Returns a tuple of columns

dtypes

Return the dtypes in this object.

index

Returns the index of the DataFrame

loc

Returns a label-based indexer for row-slicing and column selection.

Methods

add_column(name, data[, forceindex]) Add a column
apply_chunks(func, incols, outcols[, …]) Transform user-specified chunks using the user-provided function.
apply_rows(func, incols, outcols, kwargs[, …]) Transform each row using the user-provided function.
as_gpu_matrix([columns, order]) Convert to a matrix in device memory.
as_matrix([columns]) Convert to a matrix in host memory.
copy() Shallow copy this dataframe
drop_column(name) Drop a column by name
from_pandas(dataframe) Convert from a Pandas DataFrame.
from_records(data[, index, columns]) Convert from a numpy recarray or structured array.
groupby(by[, sort, as_index, method]) Groupby
hash_columns([columns]) Hash the given columns and return a new Series
join(other[, on, how, lsuffix, rsuffix, …]) Join columns with other DataFrame on index or on a key column.
label_encoding(column, prefix, cats[, …]) Encode labels in a column with label encoding.
nlargest(n, columns[, keep]) Get the rows of the DataFrame sorted by the n largest value of columns
nsmallest(n, columns[, keep]) Get the rows of the DataFrame sorted by the n smallest value of columns
one_hot_encoding(column, prefix, cats[, …]) Expand a column with one-hot-encoding.
partition_by_hash(columns, nparts) Partition the dataframe by the hashed value of data in columns.
query(expr) Query with a boolean expression using Numba to compile a GPU kernel.
set_index(index) Return a new DataFrame with a new index
sort_index([ascending]) Sort by the index
sort_values(by[, ascending]) Sort by values.
to_pandas() Convert to a Pandas DataFrame.
to_records([index]) Convert to a numpy recarray
to_string([nrows, ncols]) Convert to string
deserialize  
head  
merge  
reset_index  
serialize  
take  
add_column(name, data, forceindex=False)

Add a column

Parameters:
name : str

Name of column to be added.

data : Series, array-like

Values to be added.

apply_chunks(func, incols, outcols, kwargs={}, chunks=None, tpb=1)

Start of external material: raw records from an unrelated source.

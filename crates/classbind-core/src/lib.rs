//! Core types shared by the classbind crates.
//!
//! This crate has no knowledge of syntax or lookup. It defines the entity
//! records the class graph stores, the value and type vocabulary members
//! are declared with, and the diagnostics every pass reports through.
//!
//! ## Modules
//!
//! - [`span`]: source locations
//! - [`ids`]: arena indices and attribute-able program items
//! - [`type_hash`]: stable identity hashes for types and members
//! - [`data_type`]: member and parameter types, signatures
//! - [`value`]: compile-time constants
//! - [`modifiers`]: visibility, class kinds and flag sets
//! - [`attr_target`]: attribute target kinds
//! - [`entries`]: class and member records
//! - [`error`]: error, warning and fatal error types
//! - [`diagnostics`]: error and warning collection

pub mod attr_target;
pub mod data_type;
pub mod diagnostics;
pub mod entries;
pub mod error;
pub mod ids;
pub mod modifiers;
pub mod span;
pub mod type_hash;
pub mod value;

pub use attr_target::AttributeTargets;
pub use data_type::{DataType, Param, ParamModifier, PrimitiveType, Signature};
pub use diagnostics::{Diagnostics, Located};
pub use entries::{
    AttachedAttribute, AttrMode, ClassEntry, MemberData, MemberEntry, MemberKind, ResolutionState,
};
pub use error::{CompilationError, CompilationWarning, FatalError};
pub use ids::{ClassId, MemberId, ProgramItem};
pub use modifiers::{ClassFlags, ClassKind, MemberFlags, Visibility};
pub use span::Span;
pub use type_hash::TypeHash;
pub use value::ConstValue;
//! Candidate collection.

use classbind_core::{ClassId, MemberEntry, MemberId};
use tracing::trace;

use super::{LookupItem, LookupTarget};
use crate::context::CompilationContext;

/// Collect every accessible member or nested type called `name`, starting at
/// `start` and, when `look_in_parents` is set, continuing up its parents.
///
/// Overrides are not candidates of their own: the virtual member that
/// introduced the slot is the candidate, reported under the most derived
/// override seen on the way up. Indexers and compiler-generated members are
/// never returned.
///
/// Interfaces are searched through every interface they extend, so the same
/// member may be reported more than once; [`trim_member_list`] removes those.
/// A class's implemented interfaces are only searched when its own parent
/// chain has no candidate at all.
///
/// [`trim_member_list`]: super::trim_member_list
pub fn find_members(
    ctx: &CompilationContext,
    start: ClassId,
    name: &str,
    access_from: Option<ClassId>,
    results: &mut Vec<LookupItem>,
    look_in_parents: bool,
) {
    let before = results.len();
    let accept = |m: &MemberEntry| m.name == name && !m.is_indexer();
    scan_chain(ctx, start, name, access_from, results, look_in_parents, &accept);

    if look_in_parents && results.len() == before && !ctx.graph.class(start).is_interface() {
        let mut seen: Vec<ClassId> = Vec::new();
        for class in ctx.graph.ancestors(start) {
            for &interface in &ctx.graph.class(class).interfaces {
                if !seen.contains(&interface) {
                    seen.push(interface);
                    scan_chain(ctx, interface, name, access_from, results, true, &accept);
                }
            }
        }
    }

    trace!(
        class = %ctx.graph.qualified_name(start),
        name,
        found = results.len() - before,
        "find_members"
    );
}

/// Collect the indexers visible from `start`: parameterized properties that
/// have an accessor and are not static.
pub fn find_indexers(
    ctx: &CompilationContext,
    start: ClassId,
    access_from: Option<ClassId>,
    results: &mut Vec<LookupItem>,
) {
    let accept = |m: &MemberEntry| {
        m.is_indexer()
            && ctx.graph.underlying_method(m.id).is_some()
            && !ctx.graph.is_static_member(m.id)
    };
    scan_chain(ctx, start, "", access_from, results, true, &accept);
}

/// Scan `start` and (optionally) its parents; interfaces recurse into the
/// interfaces they extend.
fn scan_chain(
    ctx: &CompilationContext,
    start: ClassId,
    name: &str,
    access_from: Option<ClassId>,
    results: &mut Vec<LookupItem>,
    look_in_parents: bool,
    accept: &dyn Fn(&MemberEntry) -> bool,
) {
    // Overrides seen so far, waiting for the member that introduced their slot.
    let mut pending: Vec<MemberId> = Vec::new();
    let mut current = Some(start);

    while let Some(class) = current {
        for member in ctx.graph.members_of(class) {
            if !accept(member) || member.is_synthetic() {
                continue;
            }
            if !ctx.graph.member_accessible(member.id, access_from) {
                continue;
            }
            if ctx.graph.is_override(member.id) {
                pending.push(member.id);
                continue;
            }
            let slot = pending
                .iter()
                .position(|&o| same_slot(ctx, o, member.id))
                .map(|i| pending.remove(i));
            results.push(match slot {
                Some(over) => LookupItem::member(over, ctx.graph.member(over).owner),
                None => LookupItem::member(member.id, class),
            });
        }

        if !name.is_empty() {
            for &nested in &ctx.graph.class(class).nested {
                if ctx.graph.class(nested).name == name
                    && ctx.graph.class_accessible(nested, access_from)
                {
                    results.push(LookupItem {
                        target: type_target(ctx, nested),
                        owner: Some(class),
                    });
                }
            }
        }

        let entry = ctx.graph.class(class);
        if entry.is_interface() {
            for &base in &entry.interfaces {
                scan_chain(ctx, base, name, access_from, results, look_in_parents, accept);
            }
        }

        if !look_in_parents {
            break;
        }
        current = entry.parent;
    }
}

/// Whether an override fills the slot introduced by `introducer`.
fn same_slot(ctx: &CompilationContext, over: MemberId, introducer: MemberId) -> bool {
    let (a, b) = (ctx.graph.member(over), ctx.graph.member(introducer));
    a.kind() == b.kind() && a.name == b.name && ctx.graph.signature_identical(over, introducer)
}

/// A type reference, deferred while the class graph is still being built.
pub(crate) fn type_target(ctx: &CompilationContext, class: ClassId) -> LookupTarget {
    if ctx.gathering || !ctx.graph.class(class).is_resolved() {
        LookupTarget::DeferredType(class)
    } else {
        LookupTarget::Type(class)
    }
}
//! Attribute Pass (Pass 4) - bind attribute sections to program items.
//!
//! Binding one attribute use takes these steps:
//!
//! 1. Resolve the name, trying it with the attribute suffix appended first.
//!    The class must derive from the attribute base and not be abstract.
//! 2. Check the usage constraint. The usage meta-attribute itself is only
//!    checked for being applied to an attribute class; every other attribute
//!    is checked against the valid-on flags of its nearest constrained
//!    ancestor.
//! 3. Evaluate the arguments as constants and resolve the constructor among
//!    the class's own instance constructors.
//! 4. Coerce each argument to its parameter type, packing trailing
//!    arguments into the `params` array when the constructor was chosen in
//!    expanded form.
//! 5. Serialize into a blob and attach it to the target item.
//!
//! A failure in steps 1 to 5 is reported and skips that attribute only.
//!
//! Class-level sections are bound parents first, and an attribute class is
//! bound before anything using it, so its usage constraint is known when
//! it is checked. Within one site the usage meta-attribute is bound before
//! the other attributes, which lets an attribute class carry itself. A class
//! whose parent or interface is re-entered while its sections are being
//! bound makes the attribute "defined recursively". An attribute class used
//! while its own sections are still being bound is checked against the
//! usage known so far.

use classbind_ast::{AttributeUse, QualifiedName};
use classbind_core::{
    AttachedAttribute, AttributeTargets, AttrMode, ClassId, ClassKind, CompilationError,
    ConstValue, DataType, FatalError, PrimitiveType, ProgramItem, Span,
};
use rustc_hash::FxHashMap;
use tracing::{debug, trace};

use super::blob::{self, ElementType, Shape};
use super::targets::{self, TargetError};
use super::{AttributeSite, Declaration};
use crate::collaborators::{ApplicableForm, Argument, TypedConstant};
use crate::context::{CompilationContext, ResolutionContext, WellKnown};
use crate::lookup::{try_resolve_constructor, try_resolve_qualified_name};
use crate::passes::DeclaredUnit;

// ============================================================================
// Binding one attribute
// ============================================================================

/// A bound attribute, ready to attach.
#[derive(Debug, Clone, PartialEq)]
pub struct Binding {
    pub attached: AttachedAttribute,
    /// Valid-on flags recorded by the usage meta-attribute, with the
    /// attribute class they constrain.
    pub usage: Option<(ClassId, AttributeTargets)>,
}

/// Resolve the class an attribute use names.
pub fn resolve_attribute_class(
    ctx: &CompilationContext,
    res: &ResolutionContext,
    name: &QualifiedName,
) -> Result<ClassId, CompilationError> {
    let suffix = ctx.options().attribute_suffix.as_str();
    let written = name.segments.last().map_or("", |s| s.as_str());

    let class = if written.ends_with(suffix) {
        resolve_type_name(ctx, res, name)?
    } else {
        let mut suffixed = name.clone();
        if let Some(last) = suffixed.segments.last_mut() {
            last.name.push_str(suffix);
        }
        match resolve_type_name(ctx, res, &suffixed) {
            Ok(class) => class,
            Err(_) => resolve_type_name(ctx, res, name)?,
        }
    };

    let entry = ctx.graph.class(class);
    let is_attribute = ctx
        .well_known(WellKnown::Attribute)
        .is_some_and(|base| ctx.graph.inherits_from(class, base));
    if !is_attribute {
        return Err(CompilationError::NotAnAttribute {
            name: entry.qualified_name.clone(),
            span: name.span,
        });
    }
    if entry.is_abstract() {
        return Err(CompilationError::AbstractAttribute {
            name: entry.qualified_name.clone(),
            span: name.span,
        });
    }
    Ok(class)
}

fn resolve_type_name(
    ctx: &CompilationContext,
    res: &ResolutionContext,
    name: &QualifiedName,
) -> Result<ClassId, CompilationError> {
    try_resolve_qualified_name(ctx, res, name)?
        .as_type()
        .ok_or_else(|| CompilationError::NotAnAttribute {
            name: name.to_string(),
            span: name.span,
        })
}

/// Bind `attribute`, an application of `class`, to `target`. `kind` is the
/// target kind the usage constraint is checked against.
pub fn bind_attribute(
    ctx: &CompilationContext,
    res: &ResolutionContext,
    attribute: &AttributeUse,
    class: ClassId,
    target: ProgramItem,
    kind: AttributeTargets,
) -> Result<Binding, CompilationError> {
    let graph = &ctx.graph;
    let span = attribute.span;
    let name = || graph.qualified_name(class).to_string();

    let is_usage = ctx.well_known(WellKnown::AttributeUsage) == Some(class);
    let usage_target = if is_usage {
        let constrained = match target {
            ProgramItem::Class(c) => ctx
                .well_known(WellKnown::Attribute)
                .filter(|&base| graph.inherits_from(c, base))
                .map(|_| c),
            _ => None,
        };
        match constrained {
            Some(c) => Some(c),
            None => return Err(CompilationError::UsageOnNonAttribute { name: name(), span }),
        }
    } else {
        let valid_on = graph
            .ancestors(class)
            .find_map(|c| graph.class(c).attribute_usage)
            .unwrap_or(AttributeTargets::ANY);
        if !valid_on.intersects(kind) {
            return Err(CompilationError::AttributeNotValidOn { name: name(), span });
        }
        None
    };

    let values = attribute
        .args
        .iter()
        .map(|arg| ctx.evaluate_constant(res, arg))
        .collect::<Result<Vec<_>, _>>()?;
    let args: Vec<Argument> = values.iter().cloned().map(Argument::constant).collect();

    let constructor = try_resolve_constructor(ctx, res, class, &args, span)?;
    let entry = graph.member(constructor);
    let params = entry.params();
    let expanded = ctx.applicable_form(&args, entry) == Some(ApplicableForm::Expanded);
    trace!(attribute = %name(), ?constructor, expanded, "attribute constructor");

    let mut encoded = Vec::with_capacity(params.len());
    let fixed = if expanded { params.len().saturating_sub(1) } else { params.len() };
    for (param, value) in params.iter().zip(&values).take(fixed) {
        let coerced = coerce(ctx, value, &param.ty, span)?;
        encoded.push((shape_of(ctx, &param.ty, span)?, coerced));
    }
    if expanded {
        let Some(array) = params.last().filter(|_| entry.signature().is_some_and(|s| s.has_param_array()))
        else {
            // A vararg constructor: the extra arguments have no declared type.
            return Err(CompilationError::NotSerializable {
                type_name: "__arglist".to_string(),
                span,
            });
        };
        let element = array.ty.element().cloned().unwrap_or(DataType::Error);
        let items = values[fixed..]
            .iter()
            .map(|value| coerce(ctx, value, &element, span))
            .collect::<Result<Vec<_>, _>>()?;
        encoded.push((shape_of(ctx, &array.ty, span)?, ConstValue::Array(items)));
    }

    let blob = blob::encode(&encoded).map_err(|error| {
        debug!(%error, "attribute blob rejected");
        CompilationError::NotSerializable {
            type_name: name(),
            span,
        }
    })?;

    let usage = usage_target.map(|c| {
        let flags = encoded
            .first()
            .and_then(|(_, value)| value.as_integer())
            .map_or(AttributeTargets::ANY, |bits| AttributeTargets::from_bits_truncate(bits as u32));
        (c, flags)
    });

    Ok(Binding {
        attached: AttachedAttribute {
            target,
            attribute_class: class,
            constructor,
            blob,
        },
        usage,
    })
}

Transform user-specified chunks using the user-provided function.

Parameters:
func : function

The transformation function that will be executed on the CUDA GPU.

incols: list

A list of names of input columns.

outcols: dict

A dictionary of output column names and their dtype.

kwargs: dict

name-value of extra arguments. These values are passed directly into the function.

chunks : int or Series-like

If it is an int, it is the chunksize. If it is an array, it contains integer offset for the start of each chunk. The span of a chunk for chunk i-th is data[chunks[i] : chunks[i + 1]] for any i + 1 < chunks.size; or, data[chunks[i]:] for the i == len(chunks) - 1.

tpb : int; optional

It is the thread-per-block for the underlying kernel. The default uses 1 thread to emulate serial execution for each chunk. It is a good starting point but inefficient. Its maximum possible value is limited by the available CUDA GPU resources.

See also

apply_rows

Examples

For tpb > 1, func is executed by tpb number of threads concurrently. To access the thread id and count, use numba.cuda.threadIdx.x and numba.cuda.blockDim.x, respectively (See numba CUDA kernel documentation).

In the example below, the kernel is invoked concurrently on each specified chunk. The kernel computes the corresponding output for the chunk. By looping over the range range(cuda.threadIdx.x, in1.size, cuda.blockDim.x), the kernel function can be used with any tpb in a efficient manner.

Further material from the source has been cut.